Task prompt. Your job with the data below: print everything from the line that holds "use crate::db_types::Profile;" down to the line that holds "pub trait UserDirectory: Send", ends included, exactly, and nothing else.

Records.
══════

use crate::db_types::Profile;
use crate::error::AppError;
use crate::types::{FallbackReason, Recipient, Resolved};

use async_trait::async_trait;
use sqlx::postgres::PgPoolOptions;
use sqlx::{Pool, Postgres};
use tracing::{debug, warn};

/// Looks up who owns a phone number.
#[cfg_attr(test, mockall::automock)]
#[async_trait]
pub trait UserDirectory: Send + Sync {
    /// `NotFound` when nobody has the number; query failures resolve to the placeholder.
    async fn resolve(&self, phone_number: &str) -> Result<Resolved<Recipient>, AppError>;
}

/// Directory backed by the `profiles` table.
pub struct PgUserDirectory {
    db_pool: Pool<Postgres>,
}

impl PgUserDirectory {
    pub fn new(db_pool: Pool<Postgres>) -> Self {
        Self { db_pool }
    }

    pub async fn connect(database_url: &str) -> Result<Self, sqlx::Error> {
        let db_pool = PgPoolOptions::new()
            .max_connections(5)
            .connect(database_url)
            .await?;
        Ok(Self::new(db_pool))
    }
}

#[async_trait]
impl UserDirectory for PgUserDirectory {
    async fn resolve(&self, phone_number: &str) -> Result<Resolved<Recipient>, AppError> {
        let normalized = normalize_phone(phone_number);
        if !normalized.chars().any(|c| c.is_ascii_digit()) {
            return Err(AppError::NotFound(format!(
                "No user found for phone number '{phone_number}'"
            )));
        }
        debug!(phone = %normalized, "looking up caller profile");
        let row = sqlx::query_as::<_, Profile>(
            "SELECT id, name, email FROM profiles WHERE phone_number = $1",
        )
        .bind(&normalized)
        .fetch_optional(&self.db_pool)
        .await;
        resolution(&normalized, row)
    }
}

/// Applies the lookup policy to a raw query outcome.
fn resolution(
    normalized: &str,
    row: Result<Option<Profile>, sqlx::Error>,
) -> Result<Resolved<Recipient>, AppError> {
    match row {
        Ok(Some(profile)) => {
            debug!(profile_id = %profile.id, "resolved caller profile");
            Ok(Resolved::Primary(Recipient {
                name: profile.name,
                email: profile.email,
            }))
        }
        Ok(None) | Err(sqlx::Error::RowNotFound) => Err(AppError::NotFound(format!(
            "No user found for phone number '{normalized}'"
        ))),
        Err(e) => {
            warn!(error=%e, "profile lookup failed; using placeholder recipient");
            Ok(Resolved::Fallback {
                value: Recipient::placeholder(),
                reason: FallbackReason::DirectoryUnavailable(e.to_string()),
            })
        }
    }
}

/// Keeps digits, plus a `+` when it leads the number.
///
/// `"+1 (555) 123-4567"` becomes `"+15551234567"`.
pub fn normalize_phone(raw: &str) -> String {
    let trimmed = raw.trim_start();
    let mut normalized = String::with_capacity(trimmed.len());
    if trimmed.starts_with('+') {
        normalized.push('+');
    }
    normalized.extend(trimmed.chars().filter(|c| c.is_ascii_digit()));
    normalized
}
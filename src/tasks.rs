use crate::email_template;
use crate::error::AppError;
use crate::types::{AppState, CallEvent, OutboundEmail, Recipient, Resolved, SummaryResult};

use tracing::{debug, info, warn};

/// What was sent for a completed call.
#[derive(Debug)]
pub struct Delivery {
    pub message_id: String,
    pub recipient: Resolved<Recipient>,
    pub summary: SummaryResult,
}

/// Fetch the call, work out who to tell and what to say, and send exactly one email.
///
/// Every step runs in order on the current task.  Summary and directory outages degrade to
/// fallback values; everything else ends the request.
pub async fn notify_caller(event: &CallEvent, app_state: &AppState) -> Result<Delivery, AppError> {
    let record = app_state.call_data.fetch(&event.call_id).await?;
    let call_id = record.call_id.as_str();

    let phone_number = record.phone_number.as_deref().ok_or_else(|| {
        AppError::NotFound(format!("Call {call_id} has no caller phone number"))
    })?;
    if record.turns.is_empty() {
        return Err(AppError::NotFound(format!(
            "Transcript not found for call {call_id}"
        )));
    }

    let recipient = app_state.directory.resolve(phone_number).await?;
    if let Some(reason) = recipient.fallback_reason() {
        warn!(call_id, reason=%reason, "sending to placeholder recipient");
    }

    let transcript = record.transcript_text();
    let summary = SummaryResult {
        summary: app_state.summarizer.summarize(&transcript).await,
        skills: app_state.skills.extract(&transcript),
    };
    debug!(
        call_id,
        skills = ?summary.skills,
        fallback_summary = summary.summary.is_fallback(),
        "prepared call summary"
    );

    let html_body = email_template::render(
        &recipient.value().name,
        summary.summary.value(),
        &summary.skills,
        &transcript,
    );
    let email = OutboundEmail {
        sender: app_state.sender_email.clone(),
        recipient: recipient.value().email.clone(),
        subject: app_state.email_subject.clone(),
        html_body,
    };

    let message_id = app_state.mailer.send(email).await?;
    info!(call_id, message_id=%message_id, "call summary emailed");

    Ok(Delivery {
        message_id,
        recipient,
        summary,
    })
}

══════

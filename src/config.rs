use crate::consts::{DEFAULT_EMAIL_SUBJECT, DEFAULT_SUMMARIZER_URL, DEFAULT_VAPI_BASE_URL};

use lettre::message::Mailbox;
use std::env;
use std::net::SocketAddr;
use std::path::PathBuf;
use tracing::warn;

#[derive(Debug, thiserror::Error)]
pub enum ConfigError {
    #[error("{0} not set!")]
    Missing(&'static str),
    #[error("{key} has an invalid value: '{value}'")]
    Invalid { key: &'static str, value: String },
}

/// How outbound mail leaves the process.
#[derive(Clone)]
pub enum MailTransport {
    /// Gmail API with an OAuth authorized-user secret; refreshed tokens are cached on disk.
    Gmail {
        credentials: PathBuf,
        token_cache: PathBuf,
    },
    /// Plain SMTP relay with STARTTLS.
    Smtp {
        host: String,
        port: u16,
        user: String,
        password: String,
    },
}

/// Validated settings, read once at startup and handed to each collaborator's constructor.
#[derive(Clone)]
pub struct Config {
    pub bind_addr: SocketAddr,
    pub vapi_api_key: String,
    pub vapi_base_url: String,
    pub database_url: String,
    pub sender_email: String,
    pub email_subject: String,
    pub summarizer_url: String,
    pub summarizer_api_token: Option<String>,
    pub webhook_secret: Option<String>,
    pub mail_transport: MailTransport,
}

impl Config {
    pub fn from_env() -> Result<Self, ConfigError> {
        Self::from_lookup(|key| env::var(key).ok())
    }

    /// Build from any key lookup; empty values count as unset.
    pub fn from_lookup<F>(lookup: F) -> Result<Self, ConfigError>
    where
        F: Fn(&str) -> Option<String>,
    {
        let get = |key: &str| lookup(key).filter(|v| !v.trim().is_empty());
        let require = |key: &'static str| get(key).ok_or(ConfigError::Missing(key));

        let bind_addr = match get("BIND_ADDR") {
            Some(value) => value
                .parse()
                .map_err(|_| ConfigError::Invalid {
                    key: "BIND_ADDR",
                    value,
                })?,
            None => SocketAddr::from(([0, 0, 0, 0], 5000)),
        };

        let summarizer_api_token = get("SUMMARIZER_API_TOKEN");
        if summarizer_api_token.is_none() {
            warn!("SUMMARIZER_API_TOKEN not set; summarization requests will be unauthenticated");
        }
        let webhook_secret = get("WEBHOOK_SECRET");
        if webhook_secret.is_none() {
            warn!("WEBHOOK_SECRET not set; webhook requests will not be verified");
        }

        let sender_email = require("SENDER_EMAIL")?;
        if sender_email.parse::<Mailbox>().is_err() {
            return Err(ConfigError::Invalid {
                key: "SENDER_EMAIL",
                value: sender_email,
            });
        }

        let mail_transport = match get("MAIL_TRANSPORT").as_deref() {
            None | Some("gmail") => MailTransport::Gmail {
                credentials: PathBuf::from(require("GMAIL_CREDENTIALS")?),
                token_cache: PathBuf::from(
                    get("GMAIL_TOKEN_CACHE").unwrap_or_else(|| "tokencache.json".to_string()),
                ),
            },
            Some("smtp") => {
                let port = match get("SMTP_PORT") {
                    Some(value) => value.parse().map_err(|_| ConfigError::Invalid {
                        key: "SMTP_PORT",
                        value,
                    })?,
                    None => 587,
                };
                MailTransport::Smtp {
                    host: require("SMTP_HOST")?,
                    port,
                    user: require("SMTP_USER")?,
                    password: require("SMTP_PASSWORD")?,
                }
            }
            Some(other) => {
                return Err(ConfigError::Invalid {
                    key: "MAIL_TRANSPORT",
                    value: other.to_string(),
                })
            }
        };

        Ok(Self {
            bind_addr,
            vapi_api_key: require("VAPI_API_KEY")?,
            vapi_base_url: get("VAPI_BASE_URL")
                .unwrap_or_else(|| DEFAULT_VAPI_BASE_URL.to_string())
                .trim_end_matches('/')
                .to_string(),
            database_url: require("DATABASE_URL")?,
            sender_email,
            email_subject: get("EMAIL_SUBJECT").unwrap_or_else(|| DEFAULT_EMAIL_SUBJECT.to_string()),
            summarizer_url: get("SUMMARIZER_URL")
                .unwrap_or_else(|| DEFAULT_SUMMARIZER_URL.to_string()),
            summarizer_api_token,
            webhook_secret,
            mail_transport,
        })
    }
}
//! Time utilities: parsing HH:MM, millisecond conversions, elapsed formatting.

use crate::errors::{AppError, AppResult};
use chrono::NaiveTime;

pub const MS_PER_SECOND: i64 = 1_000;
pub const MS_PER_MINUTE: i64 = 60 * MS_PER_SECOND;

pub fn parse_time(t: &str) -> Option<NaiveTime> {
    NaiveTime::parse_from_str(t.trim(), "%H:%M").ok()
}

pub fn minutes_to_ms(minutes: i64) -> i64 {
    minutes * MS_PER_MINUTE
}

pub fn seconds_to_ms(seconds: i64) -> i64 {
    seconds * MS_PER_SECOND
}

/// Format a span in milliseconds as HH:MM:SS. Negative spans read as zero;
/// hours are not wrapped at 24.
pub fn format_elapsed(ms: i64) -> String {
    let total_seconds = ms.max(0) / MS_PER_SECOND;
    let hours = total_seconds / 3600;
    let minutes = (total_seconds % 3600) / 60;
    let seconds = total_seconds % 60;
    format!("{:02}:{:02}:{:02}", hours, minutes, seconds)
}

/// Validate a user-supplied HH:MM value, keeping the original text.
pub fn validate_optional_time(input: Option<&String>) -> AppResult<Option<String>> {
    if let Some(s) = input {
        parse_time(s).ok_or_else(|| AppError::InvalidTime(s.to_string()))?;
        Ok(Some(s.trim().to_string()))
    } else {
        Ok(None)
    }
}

══════

Solved exercise.
use crate::db_types::Profile;
use crate::error::AppError;
use crate::types::{FallbackReason, Recipient, Resolved};

use async_trait::async_trait;
use sqlx::postgres::PgPoolOptions;
use sqlx::{Pool, Postgres};
use tracing::{debug, warn};

/// Looks up who owns a phone number.
#[cfg_attr(test, mockall::automock)]
#[async_trait]
pub trait UserDirectory: Send + Sync {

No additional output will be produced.